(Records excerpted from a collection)
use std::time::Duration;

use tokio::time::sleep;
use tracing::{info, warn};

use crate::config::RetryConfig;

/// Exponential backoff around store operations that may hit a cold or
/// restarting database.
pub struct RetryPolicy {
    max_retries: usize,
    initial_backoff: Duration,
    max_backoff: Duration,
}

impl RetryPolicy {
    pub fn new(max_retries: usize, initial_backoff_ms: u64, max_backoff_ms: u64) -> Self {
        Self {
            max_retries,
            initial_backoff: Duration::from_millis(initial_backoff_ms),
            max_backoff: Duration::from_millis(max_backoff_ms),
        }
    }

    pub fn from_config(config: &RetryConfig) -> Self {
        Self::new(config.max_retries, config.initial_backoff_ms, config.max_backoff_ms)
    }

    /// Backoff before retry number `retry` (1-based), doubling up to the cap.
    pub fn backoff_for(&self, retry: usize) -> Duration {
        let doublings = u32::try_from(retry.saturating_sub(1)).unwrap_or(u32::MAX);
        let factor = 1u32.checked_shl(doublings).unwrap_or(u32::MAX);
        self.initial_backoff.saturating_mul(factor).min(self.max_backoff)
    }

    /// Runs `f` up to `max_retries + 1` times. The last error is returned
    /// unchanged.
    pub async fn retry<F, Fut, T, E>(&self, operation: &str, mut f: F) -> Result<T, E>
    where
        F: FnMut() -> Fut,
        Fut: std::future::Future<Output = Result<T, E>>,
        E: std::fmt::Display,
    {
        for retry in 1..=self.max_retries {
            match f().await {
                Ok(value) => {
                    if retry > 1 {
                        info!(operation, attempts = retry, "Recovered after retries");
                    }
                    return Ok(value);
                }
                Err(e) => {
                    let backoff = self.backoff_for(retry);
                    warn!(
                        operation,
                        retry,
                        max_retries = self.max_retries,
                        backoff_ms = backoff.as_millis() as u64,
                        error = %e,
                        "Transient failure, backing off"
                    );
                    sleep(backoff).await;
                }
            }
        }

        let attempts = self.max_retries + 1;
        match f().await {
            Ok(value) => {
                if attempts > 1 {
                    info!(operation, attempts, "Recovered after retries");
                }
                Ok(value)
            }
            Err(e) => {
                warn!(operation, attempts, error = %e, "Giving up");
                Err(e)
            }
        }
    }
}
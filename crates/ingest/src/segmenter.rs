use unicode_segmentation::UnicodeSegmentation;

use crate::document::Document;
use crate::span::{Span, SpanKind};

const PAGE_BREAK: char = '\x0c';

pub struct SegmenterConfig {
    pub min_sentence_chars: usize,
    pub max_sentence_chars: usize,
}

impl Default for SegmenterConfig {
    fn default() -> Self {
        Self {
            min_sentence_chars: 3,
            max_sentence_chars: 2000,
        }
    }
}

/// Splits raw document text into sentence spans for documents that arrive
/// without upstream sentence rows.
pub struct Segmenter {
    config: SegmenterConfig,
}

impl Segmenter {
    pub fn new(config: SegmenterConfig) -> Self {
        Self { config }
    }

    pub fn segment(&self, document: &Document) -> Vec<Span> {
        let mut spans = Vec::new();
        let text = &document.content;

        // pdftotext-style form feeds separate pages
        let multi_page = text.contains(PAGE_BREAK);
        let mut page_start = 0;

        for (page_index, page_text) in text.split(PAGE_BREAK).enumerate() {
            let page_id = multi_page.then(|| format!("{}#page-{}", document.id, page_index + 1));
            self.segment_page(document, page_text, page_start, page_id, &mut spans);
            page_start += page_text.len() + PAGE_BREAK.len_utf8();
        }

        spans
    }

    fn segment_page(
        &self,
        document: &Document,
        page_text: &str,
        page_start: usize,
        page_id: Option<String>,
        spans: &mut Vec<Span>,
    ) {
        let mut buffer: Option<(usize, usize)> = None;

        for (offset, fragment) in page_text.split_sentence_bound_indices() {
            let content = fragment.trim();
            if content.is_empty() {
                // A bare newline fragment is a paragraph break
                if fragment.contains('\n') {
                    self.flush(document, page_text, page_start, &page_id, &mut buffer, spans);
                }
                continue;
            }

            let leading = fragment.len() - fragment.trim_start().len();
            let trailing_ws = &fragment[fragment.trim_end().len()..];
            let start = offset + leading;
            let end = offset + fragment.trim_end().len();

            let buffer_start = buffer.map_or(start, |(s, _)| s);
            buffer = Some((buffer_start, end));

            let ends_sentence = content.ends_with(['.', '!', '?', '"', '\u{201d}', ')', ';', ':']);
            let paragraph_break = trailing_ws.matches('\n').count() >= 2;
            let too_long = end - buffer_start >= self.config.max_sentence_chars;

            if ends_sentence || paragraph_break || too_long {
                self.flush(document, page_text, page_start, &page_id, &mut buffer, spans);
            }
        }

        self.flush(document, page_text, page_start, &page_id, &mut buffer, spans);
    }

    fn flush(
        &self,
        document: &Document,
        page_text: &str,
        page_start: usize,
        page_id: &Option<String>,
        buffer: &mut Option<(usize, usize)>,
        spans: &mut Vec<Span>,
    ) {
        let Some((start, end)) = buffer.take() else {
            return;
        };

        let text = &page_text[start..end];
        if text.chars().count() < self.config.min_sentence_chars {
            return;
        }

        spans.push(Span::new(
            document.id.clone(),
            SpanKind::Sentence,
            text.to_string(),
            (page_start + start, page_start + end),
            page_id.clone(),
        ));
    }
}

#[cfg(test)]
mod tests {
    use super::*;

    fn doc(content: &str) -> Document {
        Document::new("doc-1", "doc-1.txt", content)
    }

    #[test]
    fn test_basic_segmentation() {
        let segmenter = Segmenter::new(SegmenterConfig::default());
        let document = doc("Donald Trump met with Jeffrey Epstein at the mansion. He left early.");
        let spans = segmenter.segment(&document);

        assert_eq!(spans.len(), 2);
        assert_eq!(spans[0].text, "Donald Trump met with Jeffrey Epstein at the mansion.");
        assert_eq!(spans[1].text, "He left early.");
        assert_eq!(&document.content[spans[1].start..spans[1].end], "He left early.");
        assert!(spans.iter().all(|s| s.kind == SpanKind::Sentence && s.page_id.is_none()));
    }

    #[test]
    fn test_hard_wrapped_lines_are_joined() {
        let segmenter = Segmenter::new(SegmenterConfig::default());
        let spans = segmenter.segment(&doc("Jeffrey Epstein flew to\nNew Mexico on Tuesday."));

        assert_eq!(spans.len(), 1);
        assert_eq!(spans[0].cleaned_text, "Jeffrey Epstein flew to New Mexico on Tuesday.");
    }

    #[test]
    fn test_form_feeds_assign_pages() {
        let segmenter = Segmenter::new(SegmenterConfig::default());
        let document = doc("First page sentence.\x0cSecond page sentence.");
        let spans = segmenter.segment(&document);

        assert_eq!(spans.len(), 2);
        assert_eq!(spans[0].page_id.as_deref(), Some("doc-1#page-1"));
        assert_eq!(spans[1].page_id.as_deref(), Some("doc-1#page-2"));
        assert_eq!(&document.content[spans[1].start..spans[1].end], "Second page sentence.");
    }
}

Exercise directions: Write down every line of the data above that includes the string "after".

Solution to the exercise:
                        info!(operation, attempts = retry, "Recovered after retries");
                    info!(operation, attempts, "Recovered after retries");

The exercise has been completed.